Records drawn from a dataset
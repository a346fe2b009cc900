use proc_macro::TokenStream;
use proc_macro2::{Ident, TokenStream as TokenStream2};
use quote::{format_ident, quote};
use syn::punctuated::Punctuated;
use syn::{Data, DeriveInput, Expr, ExprCall, Token, Variant};

/// Generates `ensure_permissions` for an execute message enum.
///
/// Every variant must carry a `#[permission(...)]` attribute listing any of `NoPrivilege`, `Admin`
/// and `Any`, and/or `Specific(f, ...)` entries. Each distinct `Specific` name becomes a parameter of
/// `ensure_permissions`, in order of first appearance: a function
/// `FnOnce(&dyn Storage, &Msg) -> error_stack::Result<Addr, E>` resolving the whitelisted address.
///
/// ```ignore
/// #[derive(EnsurePermissions)]
/// enum ExecuteMsg {
///     #[permission(Admin)]
///     SetFee { fee: u128 },
///     #[permission(Specific(endpoint))]
///     Receive,
/// }
///
/// let msg = msg.ensure_permissions(deps.storage, &info.sender, find_endpoint)?;
/// ```
#[proc_macro_derive(EnsurePermissions, attributes(permission))]
pub fn derive_ensure_permissions(input: TokenStream) -> TokenStream {
    let input = syn::parse_macro_input!(input as DeriveInput);

    build_ensure_permissions(&input)
        .unwrap_or_else(syn::Error::into_compile_error)
        .into()
}

#[derive(Default)]
struct Permissions {
    general: Vec<Ident>,
    specific: Vec<Ident>,
}

fn build_ensure_permissions(input: &DeriveInput) -> syn::Result<TokenStream2> {
    let Data::Enum(data) = &input.data else {
        return Err(syn::Error::new_spanned(
            &input.ident,
            "EnsurePermissions can only be derived for enums",
        ));
    };

    let ident = &input.ident;
    let variants = data
        .variants
        .iter()
        .map(|variant| Ok((variant.ident.clone(), parse_permissions(variant)?)))
        .collect::<syn::Result<Vec<_>>>()?;

    let mut whitelist_fns: Vec<Ident> = Vec::new();
    for specific in variants.iter().flat_map(|(_, perms)| perms.specific.iter()) {
        if !whitelist_fns.contains(specific) {
            whitelist_fns.push(specific.clone());
        }
    }

    let fn_types: Vec<Ident> = (0..whitelist_fns.len())
        .map(|i| format_ident!("F{}", i))
        .collect();
    let err_types: Vec<Ident> = (0..whitelist_fns.len())
        .map(|i| format_ident!("E{}", i))
        .collect();

    let general_arms = variants.iter().map(|(variant, perms)| {
        let general = &perms.general;
        quote! {
            #ident::#variant { .. } => {
                _FlagSet::<_Permission>::default() #(| _FlagSet::from(_Permission::#general))*
            }
        }
    });

    let whitelist_arms = variants.iter().map(|(variant, perms)| {
        let specific = &perms.specific;
        quote! {
            #ident::#variant { .. } => vec![
                #(
                    #specific(storage, &self).change_context(
                        _permission_control::Error::WhitelistNotFound { sender: sender.clone() }
                    )?
                ),*
            ],
        }
    });

    Ok(quote! {
        impl #ident {
            pub fn ensure_permissions<#(#fn_types,)* #(#err_types,)*>(
                self,
                storage: &dyn ::cosmwasm_std::Storage,
                sender: &::cosmwasm_std::Addr,
                #(#whitelist_fns: #fn_types,)*
            ) -> ::core::result::Result<Self, ::error_stack::Report<::relayer_wasm_std::permission_control::Error>>
            where
                #(#fn_types: FnOnce(&dyn ::cosmwasm_std::Storage, &#ident) -> ::error_stack::Result<::cosmwasm_std::Addr, #err_types>,)*
                #(#err_types: ::error_stack::Context,)*
            {
                use ::error_stack::ResultExt as _;
                use ::relayer_wasm_std::permission_control as _permission_control;
                use ::relayer_wasm_std::permission_control::FlagSet as _FlagSet;
                use ::relayer_wasm_std::permission_control::Permission as _Permission;

                let general: _FlagSet<_Permission> = match &self {
                    #(#general_arms)*
                };

                if general.contains(_Permission::Any) {
                    return Ok(self);
                }

                let role = _permission_control::sender_role(storage, sender).change_context(
                    _permission_control::Error::PermissionDenied {
                        expected: general,
                        actual: _Permission::NoPrivilege.into(),
                    },
                )?;

                if !(general & role).is_empty() {
                    return Ok(self);
                }

                let whitelist: Vec<::cosmwasm_std::Addr> = match &self {
                    #(#whitelist_arms)*
                };

                if whitelist.contains(sender) {
                    return Ok(self);
                }

                if whitelist.is_empty() {
                    Err(::error_stack::report!(_permission_control::Error::PermissionDenied {
                        expected: general,
                        actual: role,
                    }))
                } else {
                    Err(::error_stack::report!(_permission_control::Error::AddressNotWhitelisted {
                        expected: whitelist,
                        actual: sender.clone(),
                    }))
                }
            }
        }
    })
}

fn parse_permissions(variant: &Variant) -> syn::Result<Permissions> {
    let attr = variant
        .attrs
        .iter()
        .find(|attr| attr.path().is_ident("permission"))
        .ok_or_else(|| {
            syn::Error::new_spanned(
                &variant.ident,
                "every variant needs a #[permission(...)] attribute",
            )
        })?;

    let mut permissions = Permissions::default();
    for expr in attr.parse_args_with(Punctuated::<Expr, Token![,]>::parse_terminated)? {
        match expr {
            Expr::Path(path) => permissions.general.push(path.path.require_ident()?.clone()),
            Expr::Call(call) => permissions.specific.extend(parse_specific(&call)?),
            other => {
                return Err(syn::Error::new_spanned(
                    other,
                    "expected a permission or Specific(..)",
                ))
            }
        }
    }

    Ok(permissions)
}

fn parse_specific(call: &ExprCall) -> syn::Result<Vec<Ident>> {
    match call.func.as_ref() {
        Expr::Path(path) if path.path.is_ident("Specific") => {}
        other => return Err(syn::Error::new_spanned(other, "expected Specific(..)")),
    }

    call.args
        .iter()
        .map(|arg| match arg {
            Expr::Path(path) => path.path.require_ident().cloned(),
            other => Err(syn::Error::new_spanned(
                other,
                "Specific(..) takes function names",
            )),
        })
        .collect()
}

- _WHAT THE TASK REQUIRES_: Go line by line through the records above and copy each one containing "Admin".

- _PROBLEM SOLUTION_:
/// Every variant must carry a `#[permission(...)]` attribute listing any of `NoPrivilege`, `Admin`
///     #[permission(Admin)]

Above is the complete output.